**Stored data:**
Content starts
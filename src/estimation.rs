//! Batch Monte Carlo drivers for crest and load tail estimation.
//!
//! A driver binds one configuration (sea state, grids, realization count,
//! base seed) and fans out the independent realizations (in parallel when
//! the `parallel` feature is on), reduces each to its maximum, and
//! accumulates the results into a [`TailEstimator`] after all workers have
//! finished. Nothing mutable is shared mid-flight, and each realization's
//! random stream is keyed only by its own derived seed, so results are
//! identical at any degree of parallelism.
//!
//! A realization whose maximum comes back non-finite is skipped and counted,
//! never allowed to poison the aggregate.

use crate::error::WaveSimError;
use crate::extremes::{ExtremeSample, TailEstimator, UniformCrestProposal, DEFAULT_MIN_TAIL_COUNT};
use crate::grid::{DepthGrid, TimeGrid};
use crate::iter_maybe_parallel;
use crate::loading::{morison_load, MorisonCoeffs};
use crate::spectrum::SeaState;
use crate::synthesis::{synthesize_elevation, synthesize_realization, Conditioning};
use rand::prelude::*;
#[cfg(feature = "parallel")]
use rayon::iter::ParallelIterator;

fn realization_seed(base: u64, index: usize) -> u64 {
    base.wrapping_add(index as u64)
}

/// Draw the conditioning crest heights for a conditioned batch up front,
/// from a stream separate from every realization's own.
fn draw_crests(proposal: &UniformCrestProposal, count: usize, base_seed: u64) -> Vec<f64> {
    let mut rng = StdRng::seed_from_u64(base_seed.wrapping_add(count as u64));
    (0..count).map(|_| proposal.sample(&mut rng)).collect()
}

/// Reduce per-realization results into an estimator, skipping non-finite
/// maxima.
fn reduce_samples(
    results: Vec<(f64, Option<f64>)>,
    min_tail_count: usize,
) -> TailEstimator {
    let mut estimator = TailEstimator::new().with_min_tail_count(min_tail_count);
    for (index, (maximum, conditioning)) in results.into_iter().enumerate() {
        if maximum.is_finite() {
            estimator.push(ExtremeSample {
                maximum,
                conditioning,
            });
        } else {
            log::debug!("realization {} produced a non-finite maximum; skipped", index);
            estimator.record_skipped();
        }
    }
    if estimator.skipped() > 0 {
        log::warn!(
            "{} of {} realizations skipped for numerical failures",
            estimator.skipped(),
            estimator.skipped() + estimator.len()
        );
    }
    estimator
}

/// Tail estimation of the per-realization maximum surface elevation.
#[derive(Debug, Clone)]
pub struct CrestDistEst {
    sea_state: SeaState,
    time: TimeGrid,
    n_realizations: usize,
    base_seed: u64,
    min_tail_count: usize,
}

impl CrestDistEst {
    /// Bind a configuration. The sea state must be evaluated on the
    /// synthesis grid of `time`.
    pub fn new(
        sea_state: SeaState,
        time: TimeGrid,
        n_realizations: usize,
        base_seed: u64,
    ) -> Result<Self, WaveSimError> {
        if n_realizations == 0 {
            return Err(WaveSimError::InvalidSeaState(
                "realization count must be positive".into(),
            ));
        }
        if !sea_state.grid().matches_record(&time) {
            return Err(WaveSimError::GridMismatch(
                "sea state is not evaluated on the synthesis grid of the time grid".into(),
            ));
        }
        Ok(Self {
            sea_state,
            time,
            n_realizations,
            base_seed,
            min_tail_count: DEFAULT_MIN_TAIL_COUNT,
        })
    }

    /// Override the tail data-starvation guard passed to the estimator.
    pub fn with_min_tail_count(mut self, min_tail_count: usize) -> Self {
        self.min_tail_count = min_tail_count;
        self
    }

    /// Run unconditional realizations and collect their maximum crests.
    pub fn run(&self) -> Result<TailEstimator, WaveSimError> {
        let results: Vec<(f64, Option<f64>)> = iter_maybe_parallel!((0..self.n_realizations))
            .map(|i| {
                let seed = realization_seed(self.base_seed, i);
                let maximum =
                    match synthesize_elevation(&self.sea_state, &self.time, Conditioning::Unconditional, seed)
                    {
                        Ok(eta) => crate::helpers::finite_max(&eta),
                        Err(_) => f64::NAN,
                    };
                (maximum, None)
            })
            .collect();
        Ok(reduce_samples(results, self.min_tail_count))
    }

    /// Run conditioned realizations, one per crest height drawn from the
    /// proposal, and collect (maximum, conditioning) pairs for importance
    /// reweighting.
    pub fn run_conditioned(
        &self,
        proposal: &UniformCrestProposal,
    ) -> Result<TailEstimator, WaveSimError> {
        let crests = draw_crests(proposal, self.n_realizations, self.base_seed);
        let results: Vec<(f64, Option<f64>)> = iter_maybe_parallel!((0..self.n_realizations))
            .map(|i| {
                let seed = realization_seed(self.base_seed, i);
                let crest = crests[i];
                let maximum = match synthesize_elevation(
                    &self.sea_state,
                    &self.time,
                    Conditioning::Crest(crest),
                    seed,
                ) {
                    Ok(eta) => crate::helpers::finite_max(&eta),
                    Err(_) => f64::NAN,
                };
                (maximum, Some(crest))
            })
            .collect();
        Ok(reduce_samples(results, self.min_tail_count))
    }
}

/// Tail estimation of the per-realization maximum base shear.
#[derive(Debug, Clone)]
pub struct LoadDistEst {
    sea_state: SeaState,
    time: TimeGrid,
    depths: DepthGrid,
    coeffs: MorisonCoeffs,
    n_realizations: usize,
    base_seed: u64,
    min_tail_count: usize,
}

impl LoadDistEst {
    /// Bind a configuration. The depth grid sets both the kinematics levels
    /// and the load integration resolution.
    pub fn new(
        sea_state: SeaState,
        time: TimeGrid,
        depths: DepthGrid,
        coeffs: MorisonCoeffs,
        n_realizations: usize,
        base_seed: u64,
    ) -> Result<Self, WaveSimError> {
        if n_realizations == 0 {
            return Err(WaveSimError::InvalidSeaState(
                "realization count must be positive".into(),
            ));
        }
        if !sea_state.grid().matches_record(&time) {
            return Err(WaveSimError::GridMismatch(
                "sea state is not evaluated on the synthesis grid of the time grid".into(),
            ));
        }
        Ok(Self {
            sea_state,
            time,
            depths,
            coeffs,
            n_realizations,
            base_seed,
            min_tail_count: DEFAULT_MIN_TAIL_COUNT,
        })
    }

    /// Override the tail data-starvation guard passed to the estimator.
    pub fn with_min_tail_count(mut self, min_tail_count: usize) -> Self {
        self.min_tail_count = min_tail_count;
        self
    }

    fn one_load_maximum(&self, conditioning: Conditioning, seed: u64) -> f64 {
        let realization =
            match synthesize_realization(&self.sea_state, &self.time, &self.depths, conditioning, seed)
            {
                Ok(r) => r,
                Err(_) => return f64::NAN,
            };
        match morison_load(&realization, &self.coeffs) {
            Ok(profile) => profile.max_base_shear(),
            Err(_) => f64::NAN,
        }
    }

    /// Run unconditional realizations and collect their maximum base shear.
    pub fn run(&self) -> Result<TailEstimator, WaveSimError> {
        let results: Vec<(f64, Option<f64>)> = iter_maybe_parallel!((0..self.n_realizations))
            .map(|i| {
                let seed = realization_seed(self.base_seed, i);
                (self.one_load_maximum(Conditioning::Unconditional, seed), None)
            })
            .collect();
        Ok(reduce_samples(results, self.min_tail_count))
    }

    /// Run crest-conditioned realizations for importance-sampled load tails.
    pub fn run_conditioned(
        &self,
        proposal: &UniformCrestProposal,
    ) -> Result<TailEstimator, WaveSimError> {
        let crests = draw_crests(proposal, self.n_realizations, self.base_seed);
        let results: Vec<(f64, Option<f64>)> = iter_maybe_parallel!((0..self.n_realizations))
            .map(|i| {
                let seed = realization_seed(self.base_seed, i);
                let crest = crests[i];
                (
                    self.one_load_maximum(Conditioning::Crest(crest), seed),
                    Some(crest),
                )
            })
            .collect();
        Ok(reduce_samples(results, self.min_tail_count))
    }
}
Content ends
**Exercise aim:** Repeat every record above. Each one must match exactly.

**Your response:**
filename src/estimation.rs
//! Batch Monte Carlo drivers for crest and load tail estimation.
//!
//! A driver binds one configuration (sea state, grids, realization count,
//! base seed) and fans out the independent realizations (in parallel when
//! the `parallel` feature is on), reduces each to its maximum, and
//! accumulates the results into a [`TailEstimator`] after all workers have
//! finished. Nothing mutable is shared mid-flight, and each realization's
//! random stream is keyed only by its own derived seed, so results are
//! identical at any degree of parallelism.
//!
//! A realization whose maximum comes back non-finite is skipped and counted,
//! never allowed to poison the aggregate.

use crate::error::WaveSimError;
use crate::extremes::{ExtremeSample, TailEstimator, UniformCrestProposal, DEFAULT_MIN_TAIL_COUNT};
use crate::grid::{DepthGrid, TimeGrid};
use crate::iter_maybe_parallel;
use crate::loading::{morison_load, MorisonCoeffs};
use crate::spectrum::SeaState;
use crate::synthesis::{synthesize_elevation, synthesize_realization, Conditioning};
use rand::prelude::*;
#[cfg(feature = "parallel")]
use rayon::iter::ParallelIterator;

fn realization_seed(base: u64, index: usize) -> u64 {
    base.wrapping_add(index as u64)
}

/// Draw the conditioning crest heights for a conditioned batch up front,
/// from a stream separate from every realization's own.
fn draw_crests(proposal: &UniformCrestProposal, count: usize, base_seed: u64) -> Vec<f64> {
    let mut rng = StdRng::seed_from_u64(base_seed.wrapping_add(count as u64));
    (0..count).map(|_| proposal.sample(&mut rng)).collect()
}

/// Reduce per-realization results into an estimator, skipping non-finite
/// maxima.
fn reduce_samples(
    results: Vec<(f64, Option<f64>)>,
    min_tail_count: usize,
) -> TailEstimator {
    let mut estimator = TailEstimator::new().with_min_tail_count(min_tail_count);
    for (index, (maximum, conditioning)) in results.into_iter().enumerate() {
        if maximum.is_finite() {
            estimator.push(ExtremeSample {
                maximum,
                conditioning,
            });
        } else {
            log::debug!("realization {} produced a non-finite maximum; skipped", index);
            estimator.record_skipped();
        }
    }
    if estimator.skipped() > 0 {
        log::warn!(
            "{} of {} realizations skipped for numerical failures",
            estimator.skipped(),
            estimator.skipped() + estimator.len()
        );
    }
    estimator
}

/// Tail estimation of the per-realization maximum surface elevation.
#[derive(Debug, Clone)]
pub struct CrestDistEst {
    sea_state: SeaState,
    time: TimeGrid,
    n_realizations: usize,
    base_seed: u64,
    min_tail_count: usize,
}

impl CrestDistEst {
    /// Bind a configuration. The sea state must be evaluated on the
    /// synthesis grid of `time`.
    pub fn new(
        sea_state: SeaState,
        time: TimeGrid,
        n_realizations: usize,
        base_seed: u64,
    ) -> Result<Self, WaveSimError> {
        if n_realizations == 0 {
            return Err(WaveSimError::InvalidSeaState(
                "realization count must be positive".into(),
            ));
        }
        if !sea_state.grid().matches_record(&time) {
            return Err(WaveSimError::GridMismatch(
                "sea state is not evaluated on the synthesis grid of the time grid".into(),
            ));
        }
        Ok(Self {
            sea_state,
            time,
            n_realizations,
            base_seed,
            min_tail_count: DEFAULT_MIN_TAIL_COUNT,
        })
    }

    /// Override the tail data-starvation guard passed to the estimator.
    pub fn with_min_tail_count(mut self, min_tail_count: usize) -> Self {
        self.min_tail_count = min_tail_count;
        self
    }

    /// Run unconditional realizations and collect their maximum crests.
    pub fn run(&self) -> Result<TailEstimator, WaveSimError> {
        let results: Vec<(f64, Option<f64>)> = iter_maybe_parallel!((0..self.n_realizations))
            .map(|i| {
                let seed = realization_seed(self.base_seed, i);
                let maximum =
                    match synthesize_elevation(&self.sea_state, &self.time, Conditioning::Unconditional, seed)
                    {
                        Ok(eta) => crate::helpers::finite_max(&eta),
                        Err(_) => f64::NAN,
                    };
                (maximum, None)
            })
            .collect();
        Ok(reduce_samples(results, self.min_tail_count))
    }

    /// Run conditioned realizations, one per crest height drawn from the
    /// proposal, and collect (maximum, conditioning) pairs for importance
    /// reweighting.
    pub fn run_conditioned(
        &self,
        proposal: &UniformCrestProposal,
    ) -> Result<TailEstimator, WaveSimError> {
        let crests = draw_crests(proposal, self.n_realizations, self.base_seed);
        let results: Vec<(f64, Option<f64>)> = iter_maybe_parallel!((0..self.n_realizations))
            .map(|i| {
                let seed = realization_seed(self.base_seed, i);
                let crest = crests[i];
                let maximum = match synthesize_elevation(
                    &self.sea_state,
                    &self.time,
                    Conditioning::Crest(crest),
                    seed,
                ) {
                    Ok(eta) => crate::helpers::finite_max(&eta),
                    Err(_) => f64::NAN,
                };
                (maximum, Some(crest))
            })
            .collect();
        Ok(reduce_samples(results, self.min_tail_count))
    }
}

/// Tail estimation of the per-realization maximum base shear.
#[derive(Debug, Clone)]
pub struct LoadDistEst {
    sea_state: SeaState,
    time: TimeGrid,
    depths: DepthGrid,
    coeffs: MorisonCoeffs,
    n_realizations: usize,
    base_seed: u64,
    min_tail_count: usize,
}

impl LoadDistEst {
    /// Bind a configuration. The depth grid sets both the kinematics levels
    /// and the load integration resolution.
    pub fn new(
        sea_state: SeaState,
        time: TimeGrid,
        depths: DepthGrid,
        coeffs: MorisonCoeffs,
        n_realizations: usize,
        base_seed: u64,
    ) -> Result<Self, WaveSimError> {
        if n_realizations == 0 {
            return Err(WaveSimError::InvalidSeaState(
                "realization count must be positive".into(),
            ));
        }
        if !sea_state.grid().matches_record(&time) {
            return Err(WaveSimError::GridMismatch(
                "sea state is not evaluated on the synthesis grid of the time grid".into(),
            ));
        }
        Ok(Self {
            sea_state,
            time,
            depths,
            coeffs,
            n_realizations,
            base_seed,
            min_tail_count: DEFAULT_MIN_TAIL_COUNT,
        })
    }

    /// Override the tail data-starvation guard passed to the estimator.
    pub fn with_min_tail_count(mut self, min_tail_count: usize) -> Self {
        self.min_tail_count = min_tail_count;
        self
    }

    fn one_load_maximum(&self, conditioning: Conditioning, seed: u64) -> f64 {
        let realization =
            match synthesize_realization(&self.sea_state, &self.time, &self.depths, conditioning, seed)
            {
                Ok(r) => r,
                Err(_) => return f64::NAN,
            };
        match morison_load(&realization, &self.coeffs) {
            Ok(profile) => profile.max_base_shear(),
            Err(_) => f64::NAN,
        }
    }

    /// Run unconditional realizations and collect their maximum base shear.
    pub fn run(&self) -> Result<TailEstimator, WaveSimError> {
        let results: Vec<(f64, Option<f64>)> = iter_maybe_parallel!((0..self.n_realizations))
            .map(|i| {
                let seed = realization_seed(self.base_seed, i);
                (self.one_load_maximum(Conditioning::Unconditional, seed), None)
            })
            .collect();
        Ok(reduce_samples(results, self.min_tail_count))
    }

    /// Run crest-conditioned realizations for importance-sampled load tails.
    pub fn run_conditioned(
        &self,
        proposal: &UniformCrestProposal,
    ) -> Result<TailEstimator, WaveSimError> {
        let crests = draw_crests(proposal, self.n_realizations, self.base_seed);
        let results: Vec<(f64, Option<f64>)> = iter_maybe_parallel!((0..self.n_realizations))
            .map(|i| {
                let seed = realization_seed(self.base_seed, i);
                let crest = crests[i];
                (
                    self.one_load_maximum(Conditioning::Crest(crest), seed),
                    Some(crest),
                )
            })
            .collect();
        Ok(reduce_samples(results, self.min_tail_count))
    }
}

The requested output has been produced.